A way to optimize sql about the last temporary-related row

Started by agharta82@gmail.comalmost 2 years ago10 messagesgeneral

almost 2 years ago

Hello everyone,
Sorry to bother you but I have a query that is driving me crazy.

I need to have the last valid record at a temporal level according to a
specific parameter.

First some data:
Linux Rocky 8.10 environment, minimal installation (on VM KVM with
Fedora 40).
Postgresql 16.3, installed by official Postgresql guide.
effective_cache_size = '1000 MB';
shared_buffers = '500 MB';
work_mem = '16MB';
The changes are deliberately minimal to be able to all to simulate the
problem.

Table script:
CREATE TABLE test_table
(
pk_id int NOT NULL,
integer_field_1 int ,
integer_field_2 int,
datetime_field_1 timestamp,
primary key (pk_id)
)

-- insert 4M records
insert into test_table(pk_id) select generate_series(1,4000000,1);

-- now set some random data, distribuited between specific ranges (as in
my production table)
update test_table set
datetime_field_1 = timestamp '2000-01-01 00:00:00' + random() *
(timestamp '2024-05-31 23:59:59' - timestamp '2000-01-01 00:00:00'),
integer_field_1 = floor(random() * (6-1+1) + 1)::int,
integer_field_2 = floor(random() * (200000-1+1) + 1)::int;

-- indexes
CREATE INDEX idx_test_table_integer_field_1 ON test_table(integer_field_1);
CREATE INDEX xtest_table_datetime_field_1 ON test_table(datetime_field_1
desc);
CREATE INDEX idx_test_table_integer_field_2 ON test_table(integer_field_2);

--vacuum

vacuum full test_table;

Now the query:
explain (verbose, buffers, analyze)
with last_table_ids as materialized(
select xx from (
select LAST_VALUE(pk_id) over (partition by integer_field_2 order by
datetime_field_1 RANGE BETWEEN UNBOUNDED PRECEDING AND UNBOUNDED
FOLLOWING) xx
from test_table
where integer_field_1 = 1
and datetime_field_1 <= CURRENT_TIMESTAMP
) ww group by ww.xx

),
last_row_per_ids as (
select tt.* from last_table_ids lt
inner join test_table tt on (tt.pk_id = lt.xx)

)

select * /* or count(*) */ from last_row_per_ids;

This query, on my PC, takes 46 seconds!!!
I was expecting about 2-3 seconds (according with my other queries in
this table) but it seems that the xtest_table_datetime_field_1 index is
not being used.

Do you think there is a way to optimize the query?

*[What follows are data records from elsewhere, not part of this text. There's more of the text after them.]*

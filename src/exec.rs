//! Subprocess execution and external tool resolution.
//!
//! [`Executor`] abstracts blocking subprocess calls so checks, stages, and
//! plugins can be unit-tested against a mock. [`ToolResolver`] maps a logical
//! tool name (`"uname"`, `"brew"`) to a concrete executable path, honoring a
//! per-tool override before falling back to the system `PATH`. The override
//! convention (`<NAME>_CMD` with `-` and `.` mapped to `_`) is a stable
//! interface and the sole supported seam for substituting mock executables.

use std::collections::HashMap;
use std::path::{Path, PathBuf};
use std::process::{Command, Output};

use anyhow::{Context, Result, bail};

use crate::error::CircusError;

/// Result of a command execution.
#[derive(Debug)]
pub struct ExecResult {
    pub stdout: String,
    pub stderr: String,
    pub success: bool,
    pub code: Option<i32>,
}

impl From<Output> for ExecResult {
    fn from(output: Output) -> Self {
        Self {
            stdout: String::from_utf8_lossy(&output.stdout).to_string(),
            stderr: String::from_utf8_lossy(&output.stderr).to_string(),
            success: output.status.success(),
            code: output.status.code(),
        }
    }
}

/// Blocking subprocess executor.
///
/// Every external tool invocation in the engine goes through this trait;
/// tests substitute a mock so no real process is spawned.
pub trait Executor: Send + Sync {
    /// Run a command and return its output. Fails if the command exits non-zero.
    ///
    /// # Errors
    ///
    /// Returns an error if the program cannot be spawned or exits non-zero.
    fn run(&self, program: &Path, args: &[&str]) -> Result<ExecResult>;

    /// Run a command, allowing failure (returns the result without bailing).
    ///
    /// # Errors
    ///
    /// Returns an error only if the program cannot be spawned at all.
    fn run_unchecked(&self, program: &Path, args: &[&str]) -> Result<ExecResult>;
}

/// Production [`Executor`] that spawns real subprocesses.
#[derive(Debug, Default)]
pub struct SystemExecutor;

impl Executor for SystemExecutor {
    fn run(&self, program: &Path, args: &[&str]) -> Result<ExecResult> {
        let output = Command::new(program)
            .args(args)
            .output()
            .with_context(|| format!("failed to execute: {}", program.display()))?;
        let result = ExecResult::from(output);
        if !result.success {
            bail!(
                "{} failed (exit {}): {}",
                program.display(),
                result.code.unwrap_or(-1),
                result.stderr.trim()
            );
        }
        Ok(result)
    }

    fn run_unchecked(&self, program: &Path, args: &[&str]) -> Result<ExecResult> {
        let output = Command::new(program)
            .args(args)
            .output()
            .with_context(|| format!("failed to execute: {}", program.display()))?;
        Ok(ExecResult::from(output))
    }
}

/// Maps logical tool names to concrete executable paths.
///
/// Holds an explicit key/value snapshot (taken from the process environment
/// at startup, or supplied directly in tests) instead of doing ambient
/// environment lookups, so resolution is deterministic for a given resolver.
#[derive(Debug, Clone, Default)]
pub struct ToolResolver {
    vars: HashMap<String, String>,
}

impl ToolResolver {
    /// Snapshot the current process environment.
    #[must_use]
    pub fn from_env() -> Self {
        Self {
            vars: std::env::vars().collect(),
        }
    }

    /// Build a resolver from an explicit variable map (used by tests).
    #[must_use]
    pub fn from_vars(vars: HashMap<String, String>) -> Self {
        Self { vars }
    }

    /// Add a single override, keyed by [`ToolResolver::override_key`].
    #[must_use]
    pub fn with_override(mut self, tool: &str, path: impl Into<String>) -> Self {
        self.vars.insert(Self::override_key(tool), path.into());
        self
    }

    /// The override variable name for a logical tool name.
    ///
    /// `uname` → `UNAME_CMD`, `xcode-select` → `XCODE_SELECT_CMD`,
    /// `sw_vers` → `SW_VERS_CMD`.
    #[must_use]
    pub fn override_key(tool: &str) -> String {
        let mut key: String = tool
            .chars()
            .map(|c| match c {
                '-' | '.' => '_',
                c => c.to_ascii_uppercase(),
            })
            .collect();
        key.push_str("_CMD");
        key
    }

    /// Resolve a logical tool name to an executable path.
    ///
    /// An override, once set, is never silently ignored: if it points to a
    /// path that is not an executable file, resolution fails rather than
    /// falling back to the system lookup.
    ///
    /// # Errors
    ///
    /// Returns [`CircusError::ToolNotFound`] when neither the override nor
    /// the system `PATH` yields a usable executable.
    pub fn resolve(&self, tool: &str) -> Result<PathBuf, CircusError> {
        if let Some(value) = self.vars.get(&Self::override_key(tool)) {
            let path = PathBuf::from(value);
            if is_executable(&path) {
                return Ok(path);
            }
            return Err(CircusError::ToolNotFound(tool.to_string()));
        }
        which::which(tool).map_err(|_| CircusError::ToolNotFound(tool.to_string()))
    }

    /// Whether a tool resolves, without caring about the path.
    #[must_use]
    pub fn is_available(&self, tool: &str) -> bool {
        self.resolve(tool).is_ok()
    }
}

#[cfg(unix)]
fn is_executable(path: &Path) -> bool {
    use std::os::unix::fs::PermissionsExt;
    path.metadata()
        .map(|m| m.is_file() && m.permissions().mode() & 0o111 != 0)
        .unwrap_or(false)
}

#[cfg(not(unix))]
fn is_executable(path: &Path) -> bool {
    path.is_file()
}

Thanks so much for the support,

Agharta

Ron

ronljohnsonjr@gmail.com

almost 2 years ago

In reply to: agharta82@gmail.com (#1)

Re: A way to optimize sql about the last temporary-related row

On Thu, Jun 27, 2024 at 11:20 AM agharta82@gmail.com <agharta82@gmail.com>
wrote:
[snip]

-- insert 4M records
insert into test_table(pk_id) select generate_series(1,4000000,1);

-- now set some random data, distribuited between specific ranges (as in
my production table)
update test_table set
datetime_field_1 = timestamp '2000-01-01 00:00:00' + random() *
(timestamp '2024-05-31 23:59:59' - timestamp '2000-01-01 00:00:00'),
integer_field_1 = floor(random() * (6-1+1) + 1)::int,
integer_field_2 = floor(random() * (200000-1+1) + 1)::int;

-- indexes
CREATE INDEX idx_test_table_integer_field_1 ON test_table(integer_field_1);
CREATE INDEX xtest_table_datetime_field_1 ON test_table(datetime_field_1
desc);
CREATE INDEX idx_test_table_integer_field_2 ON test_table(integer_field_2);

Off-topic: save some resources by vacuuming before creating indices.

agharta82@gmail.com

almost 2 years ago

In reply to: Ron (#2)

Re: A way to optimize sql about the last temporary-related row

Hi,

You are right. Too quickly copy-paste on my part :-)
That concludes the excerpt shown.